Tuesday, August 13, 2019

Coral Castle


          

Coral castle




Between 1923 and 1951, a diminutive Floridian single-handed and without heavy machinery moved 1,000 tons of limestone, creating out of it a castle. This is his story.


Very little is known of the mysterious creator of the Coral Castle, Ed Leeskalnin. Born in Riga, Latvia in 1887 to a family of stonemasons, Ed immigrated to the U.S. sometime around 1913 after his fiancée broke off their engagement (and a large piece of his heart). During a bout with tuberculosis around 1919, he moved to Florida, where magnets were apparently used to treat his condition. This experience seems to have had a life-changing effect, as you’ll see later.

After he bought a parcel of land in Florida City, Florida, Ed began to work on the Castle. A loner, one hundred pound, five-feet tall Ed refused to let anyone even watch him work, and no one is known to have helped him move, carve or place the massive stones. When asked how he manipulated such large blocks alone, Ed would explain that he had “discovered the secrets of the pyramids.”


The Castle

Originally named Rock Gate Park, the Coral Castle was first erected at Ed’s remote Florida City home. Fearing the loss of privacy as development moved closer, Ed transported his castle, with the aid of a truck, tractor and trailer, 10 miles north to its present location  in Homestead, Florida.

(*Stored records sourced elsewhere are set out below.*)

use std::time::SystemTime;

use chrono::{DateTime, Duration as ChronoDuration, Utc};
use serde::Deserialize;
use tracestore_model::{KeyValue, Process, RefType, Span, SpanFlags, SpanId, SpanRef, Trace, TraceId, Value};

const EXAMPLE_TRACE_RAW: &str = include_str!("../fixtures/example_trace.json");

/// `2017-01-26` in the raw fixture bytes means "yesterday"; `2017-01-25`
/// means "two days ago" — both relative to `now`, spelled out as literal
/// dates so the fixture JSON stays valid JSON on disk.
pub fn rewrite_fixture_dates(raw: &str, now: DateTime<Utc>) -> String {
    let yesterday = (now - ChronoDuration::days(1)).format("%Y-%m-%d").to_string();
    let two_days_ago = (now - ChronoDuration::days(2)).format("%Y-%m-%d").to_string();
    raw.replace("2017-01-26", &yesterday).replace("2017-01-25", &two_days_ago)
}

#[derive(Deserialize)]
struct FixtureTrace {
    #[serde(rename = "traceIdHigh")]
    trace_id_high: u64,
    #[serde(rename = "traceIdLow")]
    trace_id_low: u64,
    spans: Vec<FixtureSpan>,
}

#[derive(Deserialize)]
struct FixtureSpan {
    #[serde(rename = "spanId")]
    span_id: u64,
    #[serde(rename = "operationName")]
    operation_name: String,
    #[serde(rename = "startTime")]
    start_time: String,
    #[serde(rename = "durationMicros")]
    duration_micros: u64,
    tags: Vec<FixtureTag>,
    process: FixtureProcess,
    references: Vec<FixtureRef>,
}

#[derive(Deserialize)]
struct FixtureTag {
    key: String,
    kind: String,
    value: String,
}

#[derive(Deserialize)]
struct FixtureProcess {
    #[serde(rename = "serviceName")]
    service_name: String,
    tags: Vec<FixtureTag>,
}

#[derive(Deserialize)]
struct FixtureRef {
    #[serde(rename = "traceIdHigh")]
    trace_id_high: u64,
    #[serde(rename = "traceIdLow")]
    trace_id_low: u64,
    #[serde(rename = "spanId")]
    span_id: u64,
    #[serde(rename = "refType")]
    ref_type: String,
}

fn tag_value(tag: &FixtureTag) -> Value {
    match tag.kind.as_str() {
        "bool" => Value::Bool(tag.value == "true"),
        "int64" => Value::I64(tag.value.parse().unwrap_or_default()),
        "float64" => Value::F64(tag.value.parse().unwrap_or_default()),
        "binary" => Value::Binary(tag.value.clone().into_bytes()),
        _ => Value::String(tag.value.clone()),
    }
}

fn into_trace(fixture: FixtureTrace) -> Trace {
    let trace_id = TraceId::new(fixture.trace_id_high, fixture.trace_id_low);
    let spans = fixture
        .spans
        .into_iter()
        .map(|s| Span {
            trace_id,
            span_id: SpanId::new(s.span_id),
            operation_name: s.operation_name,
            references: s
                .references
                .into_iter()
                .map(|r| SpanRef {
                    trace_id: TraceId::new(r.trace_id_high, r.trace_id_low),
                    span_id: SpanId::new(r.span_id),
                    ref_type: if r.ref_type == "FOLLOWS_FROM" { RefType::FollowsFrom } else { RefType::ChildOf },
                })
                .collect(),
            start_time: DateTime::parse_from_rfc3339(&s.start_time)
                .map(|dt| SystemTime::from(dt.with_timezone(&Utc)))
                .unwrap_or(SystemTime::UNIX_EPOCH),
            duration: std::time::Duration::from_micros(s.duration_micros),
            tags: s.tags.iter().map(|t| KeyValue { key: t.key.clone(), value: tag_value(t) }).collect(),
            logs: Vec::new(),
            process: Process {
                service_name: s.process.service_name,
                tags: s.process.tags.iter().map(|t| KeyValue { key: t.key.clone(), value: tag_value(t) }).collect(),
            },
            flags: SpanFlags::SAMPLED,
        })
        .collect();
    Trace { spans, warnings: Vec::new() }
}

/// Load the `example_trace` fixture used by scenarios 3 and 4, with its
/// relative dates resolved against `now`.
pub fn load_example_trace(now: DateTime<Utc>) -> Trace {
    let rewritten = rewrite_fixture_dates(EXAMPLE_TRACE_RAW, now);
    let fixture: FixtureTrace = serde_json::from_str(&rewritten).expect("example_trace.json is well-formed");
    into_trace(fixture)
}

#[cfg(test)]
mod tests {
    use super::*;

    #[test]
    fn rewrite_replaces_both_literal_dates() {
        let now = DateTime::parse_from_rfc3339("2030-06-15T00:00:00Z").unwrap().with_timezone(&Utc);
        let rewritten = rewrite_fixture_dates("a 2017-01-26 b 2017-01-25 c", now);
        assert_eq!(rewritten, "a 2030-06-14 b 2030-06-13 c");
    }

    #[test]
    fn example_trace_has_three_services() {
        let now = Utc::now();
        let trace = load_example_trace(now);
        let mut services: Vec<&str> =
            trace.spans.iter().map(|s| s.process.service_name.as_str()).collect();
        services.sort();
        services.dedup();
        assert_eq!(services, ["example-service-1", "example-service-2", "example-service-3"]);
    }
}
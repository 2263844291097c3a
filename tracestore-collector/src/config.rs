use std::env;
use std::str::FromStr;
use std::time::Duration;

const OTS_COLLECTOR_MAX_QUEUE_SIZE: &str = "OTS_COLLECTOR_MAX_QUEUE_SIZE";
const OTS_COLLECTOR_MAX_QUEUE_SIZE_DEFAULT: usize = 2_048;
const OTS_COLLECTOR_SCHEDULE_DELAY: &str = "OTS_COLLECTOR_SCHEDULE_DELAY";
const OTS_COLLECTOR_SCHEDULE_DELAY_DEFAULT: u64 = 1_000;
const OTS_COLLECTOR_MAX_EXPORT_BATCH_SIZE: &str = "OTS_COLLECTOR_MAX_EXPORT_BATCH_SIZE";
const OTS_COLLECTOR_MAX_EXPORT_BATCH_SIZE_DEFAULT: usize = 512;

/// Batching and backpressure configuration for [`crate::Collector`],
/// overridable via `OTS_COLLECTOR_*` environment variables.
#[derive(Debug, Clone)]
pub struct CollectorConfig {
    /// Bound on the number of spans buffered between receivers and the
    /// worker thread. Once full, [`crate::Collector::submit`] returns a
    /// retryable error rather than blocking the receiver.
    pub max_queue_size: usize,
    /// How often the worker flushes a partial batch to the writer.
    pub scheduled_delay: Duration,
    /// Maximum spans written per `SpanWriter::write_trace` call.
    pub max_export_batch_size: usize,
}

impl Default for CollectorConfig {
    fn default() -> Self {
        let mut config = CollectorConfig {
            max_queue_size: OTS_COLLECTOR_MAX_QUEUE_SIZE_DEFAULT,
            scheduled_delay: Duration::from_millis(OTS_COLLECTOR_SCHEDULE_DELAY_DEFAULT),
            max_export_batch_size: OTS_COLLECTOR_MAX_EXPORT_BATCH_SIZE_DEFAULT,
        };

        if let Some(max_queue_size) = env::var(OTS_COLLECTOR_MAX_QUEUE_SIZE)
            .ok()
            .and_then(|v| usize::from_str(&v).ok())
        {
            config.max_queue_size = max_queue_size;
        }

        if let Some(scheduled_delay) = env::var(OTS_COLLECTOR_SCHEDULE_DELAY)
            .ok()
            .and_then(|v| u64::from_str(&v).ok())
        {
            config.scheduled_delay = Duration::from_millis(scheduled_delay);
        }

        if let Some(max_export_batch_size) = env::var(OTS_COLLECTOR_MAX_EXPORT_BATCH_SIZE)
            .ok()
            .and_then(|v| usize::from_str(&v).ok())
        {
            config.max_export_batch_size = max_export_batch_size;
        }

        if config.max_export_batch_size > config.max_queue_size {
            config.max_export_batch_size = config.max_queue_size;
        }

        config
    }
}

Not really coral, the huge stones that comprise the castle are composed of limestone; the coral designation came about later when visitors noticed fossilized coral and shells in some of the rocks.
The average weight of the stones is about 14 tons each. With these huge rocks, Ed built walls, erected a tower and a 22-ton obelisk. He made a variety of “furniture” including beds and rocking chairs, as well as a fountain, table, well, sundial and throne.



Apparently fascinated with astronomy, Ed carved a stone telescope, and even erected large stone depictions of Jupiter, Saturn and the moon from blocks weighing as much as 23 tons. For the most part, each carving and piece is made from a single stone. The tallest stones reach 25 feet, while the heaviest rock weighs nearly 30 tons.

Using no joint compound or mortar, the massive stones, when combined together, are held in place by their own weight.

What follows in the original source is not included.